Who Dies the Neatest
I was born in Philadelphia in 1952. Back then my parents and all their peers saw no problem with my buddies and me playing “War” in the streets using very realistic looking cap guns and rifles with rubber bayonets.
My dad had fought the Japanese in World War Two. My mom and her father (but not her mother) escaped Fasist Italy in the late 1930’s. Everyone knew the difference between “make believe” and “for real.” And, they knew the importance of letting children play. It was a time and place of peace and sanity.

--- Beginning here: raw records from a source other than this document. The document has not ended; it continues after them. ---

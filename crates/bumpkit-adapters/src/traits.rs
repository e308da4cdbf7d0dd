//! Version file traits

use std::path::Path;

use bumpkit_core::error::{AdapterError, Result};

/// A file format that carries a version string
pub trait VersionFile: Send + Sync {
    /// Format name as used in configuration (`json`, `toml`, `plain`)
    fn name(&self) -> &'static str;

    /// Check if this format applies to the given file
    fn detect(&self, path: &Path) -> bool;

    /// Read the current version
    fn read_version(&self, path: &Path) -> Result<String>;

    /// Replace the version, leaving the rest of the file as it was
    fn write_version(&self, path: &Path, version: &str) -> Result<()>;
}

/// Read a version file, reporting a missing file as such
pub(crate) fn read_file(path: &Path) -> Result<String> {
    std::fs::read_to_string(path).map_err(|e| match e.kind() {
        std::io::ErrorKind::NotFound => AdapterError::FileNotFound(path.to_path_buf()).into(),
        _ => AdapterError::Io(e).into(),
    })
}

pub(crate) fn write_file(path: &Path, content: &str) -> Result<()> {
    std::fs::write(path, content).map_err(|e| AdapterError::Io(e).into())
}
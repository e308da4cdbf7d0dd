//! bumpkit Adapters - Version files
//!
//! Reads and writes the version carried by manifest files such as
//! `package.json`, `Cargo.toml`, `pyproject.toml` or a plain `VERSION`.

pub mod json;
pub mod plain;
pub mod registry;
pub mod toml;
mod traits;

pub use json::JsonVersionFile;
pub use plain::PlainTextVersionFile;
pub use registry::VersionFileRegistry;
pub use toml::TomlVersionFile;
pub use traits::VersionFile;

Things changed for me when I turned seven because we moved to rural New Jersey where I had no male friends. Sharon (a year older than me) and her younger sister Jo Ann were the only play pals that my sister and I had. This is what I recall of then:
The three girls want me to play “House” with them. The idea is that one of us will be daddy, another mommy and the remaining two are the kids. Then the “grown-ups” pretend they are the perfect parents that we wish we had and the “kids” pretend to be the perfect kids we wish that we were.
“That’s stupid,” I say. “Where’s the fun in that?” The rules are unclear and you don’t know when you win, if ever.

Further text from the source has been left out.